You can cut your own filter pads from sheet foam and  filter material, if you want to save money.I used a saucepan lid of the correct diameter.
You used to be able to buy bare cannisters, with no pump head,and use them to double up on media capacity.Not seen them for a while though.
Great filters


----------



## Ross (3 Jan 2011)

I am looking forward to setting it up,I am I right in saying the Classic keeps it flow up even when the media is clogged?


----------



## Tom (3 Jan 2011)

I've got a Classic 2217 on my 4 foot Malawi tank. Does a nice job, although it's just a very simple beast! We had to get the valves separately which cost a bomb for what they are, but are essential I think. I recommend getting various grades of pond filter foam and cutting to shape as has been mentioned. Much much cheaper than eheim stuff, and does the same job. 

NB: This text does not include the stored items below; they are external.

//! Configuration management
//!
//! Every environment variable the deploy step consumes is read once into a
//! [`DeployEnv`] at startup and passed explicitly from there on.

use serde::Serialize;
use std::collections::HashMap;

/// Default object storage endpoint
pub const DEFAULT_ARTIFACT_ENDPOINT: &str = "s3.amazonaws.com";

/// Default artifact builder command line
pub const DEFAULT_BUILDER_COMMAND: &str = "ts-artifact-builder";

/// Default log filter
pub const DEFAULT_LOG_LEVEL: &str = "info";

/// SSH key location used by the builder when `SSH_KEY_PATH` is not set
pub const DEFAULT_SSH_KEY_PATH: &str = "/root/.ssh/id_rsa";

/// Settings read from the process environment
///
/// Empty variables are treated as unset.
#[derive(Debug, Clone, Default, PartialEq, Eq, Serialize)]
pub struct DeployEnv {
    /// `NAMESPACE`
    pub namespace: Option<String>,
    /// `SLUG`
    pub slug: Option<String>,
    /// `VERSION`
    pub version: Option<String>,
    /// `PUSH_TO_ECR`, raw value
    pub push_to_ecr: Option<String>,
    /// `ARTIFACT_BUCKET`
    pub artifact_bucket: Option<String>,
    /// `ARTIFACT_PREFIX`
    pub artifact_prefix: Option<String>,
    /// `ARTIFACT_ENDPOINT`
    pub artifact_endpoint: Option<String>,
    /// `ARTIFACT_BUILDER`
    pub builder_command: Option<String>,
    /// `SSH_KEY_PATH`
    pub ssh_key_path: Option<String>,
    /// `COMMIT`, overrides the hash reported by git
    pub commit: Option<String>,
    /// `DEPLOY_LOG`
    pub log_filter: Option<String>,
    /// GitHub Actions run identifiers, present when running under CI
    pub github: Option<GithubEnv>,
}

/// GitHub Actions run identifiers
#[derive(Debug, Clone, Default, PartialEq, Eq, Serialize)]
pub struct GithubEnv {
    /// `GITHUB_JOB`
    pub job: Option<String>,
    /// `GITHUB_RUN_ID`
    pub run_id: Option<String>,
    /// `GITHUB_RUN_NUMBER`
    pub run_number: Option<String>,
    /// `GITHUB_RUN_ATTEMPT`
    pub run_attempt: Option<String>,
    /// `GITHUB_SHA`
    pub sha: Option<String>,
    /// `GITHUB_REPOSITORY`
    pub repository: Option<String>,
}

impl GithubEnv {
    fn is_empty(&self) -> bool {
        self == &Self::default()
    }
}

impl DeployEnv {
    /// Reads the current process environment
    ///
    /// Variables that are not valid UTF-8 are ignored.
    #[must_use]
    pub fn from_env() -> Self {
        let vars: HashMap<String, String> = std::env::vars_os()
            .filter_map(|(k, v)| Some((k.into_string().ok()?, v.into_string().ok()?)))
            .collect();
        Self::from_map(&vars)
    }

    /// Builds the settings from an explicit variable map
    #[must_use]
    pub fn from_map(vars: &HashMap<String, String>) -> Self {
        let get = |key: &str| {
            vars.get(key)
                .map(|v| v.trim())
                .filter(|v| !v.is_empty())
                .map(String::from)
        };

        let github = GithubEnv {
            job: get("GITHUB_JOB"),
            run_id: get("GITHUB_RUN_ID"),
            run_number: get("GITHUB_RUN_NUMBER"),
            run_attempt: get("GITHUB_RUN_ATTEMPT"),
            sha: get("GITHUB_SHA"),
            repository: get("GITHUB_REPOSITORY"),
        };

        Self {
            namespace: get("NAMESPACE"),
            slug: get("SLUG"),
            version: get("VERSION"),
            push_to_ecr: get("PUSH_TO_ECR"),
            artifact_bucket: get("ARTIFACT_BUCKET"),
            artifact_prefix: get("ARTIFACT_PREFIX"),
            artifact_endpoint: get("ARTIFACT_ENDPOINT"),
            builder_command: get("ARTIFACT_BUILDER"),
            ssh_key_path: get("SSH_KEY_PATH"),
            commit: get("COMMIT"),
            log_filter: get("DEPLOY_LOG"),
            github: (!github.is_empty()).then_some(github),
        }
    }

    /// Whether the artifact should also be pushed to the container registry
    #[must_use]
    pub fn push_to_registry(&self) -> bool {
        self.push_to_ecr.as_deref().is_some_and(is_truthy)
    }

    /// SSH private key handed to the builder
    #[must_use]
    pub fn ssh_private_key_path(&self) -> &str {
        self.ssh_key_path.as_deref().unwrap_or(DEFAULT_SSH_KEY_PATH)
    }

    /// Object storage endpoint
    #[must_use]
    pub fn artifact_endpoint(&self) -> &str {
        self.artifact_endpoint
            .as_deref()
            .unwrap_or(DEFAULT_ARTIFACT_ENDPOINT)
    }

    /// Artifact builder command line
    #[must_use]
    pub fn builder_command(&self) -> &str {
        self.builder_command
            .as_deref()
            .unwrap_or(DEFAULT_BUILDER_COMMAND)
    }

    /// Settings as one-line JSON, for the debug log
    #[must_use]
    pub fn describe(&self) -> String {
        serde_json::to_string(self).unwrap_or_default()
    }

    /// Log filter, falling back to `info`
    #[must_use]
    pub fn log_level(&self) -> &str {
        self.log_filter.as_deref().unwrap_or(DEFAULT_LOG_LEVEL)
    }
}

fn is_truthy(value: &str) -> bool {
    matches!(
        value.to_ascii_lowercase().as_str(),
        "true" | "1" | "yes" | "on"
    )
}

I doubt a classic would keep the flow with clogged media, just the same as any other filter. 

Tom


----------



## Ross (3 Jan 2011)

I have seen a few reviews about the Classics not dropping much flow but I am not too bothered because I will be cleaning it every 2 or 3 months.


----------



## Ross (6 Jan 2011)

I set up my 2217 today and I have to say I am really impressed with it   It was very easy to set up and get running,great build quality,quite,strong filtering power,good flow ect and a bargain at 85 quid delivered.


----------



## mdhardy01 (6 Jan 2011)

Have a look at post 2260


----------



## Ross (7 Jan 2011)

I am having major trouble finding new seals for my 2073,the inside of the priming button was a little dirty which must mean the o Rings underneath it have shrunk.


----------



## dw1305 (7 Jan 2011)

Hi all,
I like them. I don't bother with a double tap for the outlet on the Classics (I've got 2213s and a 2211). I just suck on the hose to get them started, dump the hose in the tank once it is flowing, and them connect up the spray bar. 
As I bought mine second hand, some didn't come with all the bits and bobs and I just 3/4 fill them with ceramic rings and put a DIY PPI10 sponge on the inlet.  Simple but effective.

cheers Darrel


----------



## Coiln3107 (9 Jan 2011)

Hi Ross try this number UK Eheim Distributor Service Centre on 01284 755051 and see how you get on. I have spoken to them in the past and they were really helpfull. Dont forget to lube then seals as you fit them  , you know what they say ' a little lube goes a long way'   cheers Colin


----------



## Ross (16 Jan 2011)

Thanks Colin I will give Eheim UK a phone to see if I can get some seals for my 2073.


----------